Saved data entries

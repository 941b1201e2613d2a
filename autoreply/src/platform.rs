//! Platform API seam.
//!
//! The engine talks to the social platform only through [`PlatformApi`], so
//! the Graph client can be swapped for a scripted fake.

use async_trait::async_trait;
use chrono::{DateTime, Utc};
use graph_api::{ApiError, GraphClient};

use crate::domain::{AccessToken, IncomingComment};

/// A post as needed by the pipeline.
#[derive(Debug, Clone, PartialEq)]
pub struct PlatformPost {
    pub id: String,
    pub created_at: DateTime<Utc>,
}

#[async_trait]
pub trait PlatformApi: Send + Sync {
    /// Most recent posts of a page, newest first.
    async fn list_posts(
        &self,
        page_id: &str,
        token: &AccessToken,
    ) -> Result<Vec<PlatformPost>, ApiError>;

    /// Comments of a post, following pagination up to a fixed page bound.
    async fn list_comments(
        &self,
        post_id: &str,
        token: &AccessToken,
    ) -> Result<Vec<IncomingComment>, ApiError>;

    /// Post a reply and return the new comment id.
    async fn reply_to_comment(
        &self,
        comment_id: &str,
        message: &str,
        token: &AccessToken,
    ) -> Result<String, ApiError>;
}

#[async_trait]
impl PlatformApi for GraphClient {
    async fn list_posts(
        &self,
        page_id: &str,
        token: &AccessToken,
    ) -> Result<Vec<PlatformPost>, ApiError> {
        let posts = GraphClient::list_posts(self, page_id, token.expose()).await?;
        Ok(posts
            .into_iter()
            .map(|p| PlatformPost {
                id: p.id,
                created_at: p.created_time,
            })
            .collect())
    }

    async fn list_comments(
        &self,
        post_id: &str,
        token: &AccessToken,
    ) -> Result<Vec<IncomingComment>, ApiError> {
        let comments = GraphClient::list_comments(self, post_id, token.expose()).await?;
        Ok(comments
            .into_iter()
            .map(|c| IncomingComment::from_platform(post_id, c))
            .collect())
    }

    async fn reply_to_comment(
        &self,
        comment_id: &str,
        message: &str,
        token: &AccessToken,
    ) -> Result<String, ApiError> {
        let receipt =
            GraphClient::reply_to_comment(self, comment_id, message, token.expose()).await?;
        Ok(receipt.id)
    }
}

» The task
The entries shown above must be reproduced in full, exactly as written.

» Result of the task
repository 941b1201e2613d2a
filename autoreply/src/platform.rs
//! Platform API seam.
//!
//! The engine talks to the social platform only through [`PlatformApi`], so
//! the Graph client can be swapped for a scripted fake.

use async_trait::async_trait;
use chrono::{DateTime, Utc};
use graph_api::{ApiError, GraphClient};

use crate::domain::{AccessToken, IncomingComment};

/// A post as needed by the pipeline.
#[derive(Debug, Clone, PartialEq)]
pub struct PlatformPost {
    pub id: String,
    pub created_at: DateTime<Utc>,
}

#[async_trait]
pub trait PlatformApi: Send + Sync {
    /// Most recent posts of a page, newest first.
    async fn list_posts(
        &self,
        page_id: &str,
        token: &AccessToken,
    ) -> Result<Vec<PlatformPost>, ApiError>;

    /// Comments of a post, following pagination up to a fixed page bound.
    async fn list_comments(
        &self,
        post_id: &str,
        token: &AccessToken,
    ) -> Result<Vec<IncomingComment>, ApiError>;

    /// Post a reply and return the new comment id.
    async fn reply_to_comment(
        &self,
        comment_id: &str,
        message: &str,
        token: &AccessToken,
    ) -> Result<String, ApiError>;
}

#[async_trait]
impl PlatformApi for GraphClient {
    async fn list_posts(
        &self,
        page_id: &str,
        token: &AccessToken,
    ) -> Result<Vec<PlatformPost>, ApiError> {
        let posts = GraphClient::list_posts(self, page_id, token.expose()).await?;
        Ok(posts
            .into_iter()
            .map(|p| PlatformPost {
                id: p.id,
                created_at: p.created_time,
            })
            .collect())
    }

    async fn list_comments(
        &self,
        post_id: &str,
        token: &AccessToken,
    ) -> Result<Vec<IncomingComment>, ApiError> {
        let comments = GraphClient::list_comments(self, post_id, token.expose()).await?;
        Ok(comments
            .into_iter()
            .map(|c| IncomingComment::from_platform(post_id, c))
            .collect())
    }

    async fn reply_to_comment(
        &self,
        comment_id: &str,
        message: &str,
        token: &AccessToken,
    ) -> Result<String, ApiError> {
        let receipt =
            GraphClient::reply_to_comment(self, comment_id, message, token.expose()).await?;
        Ok(receipt.id)
    }
}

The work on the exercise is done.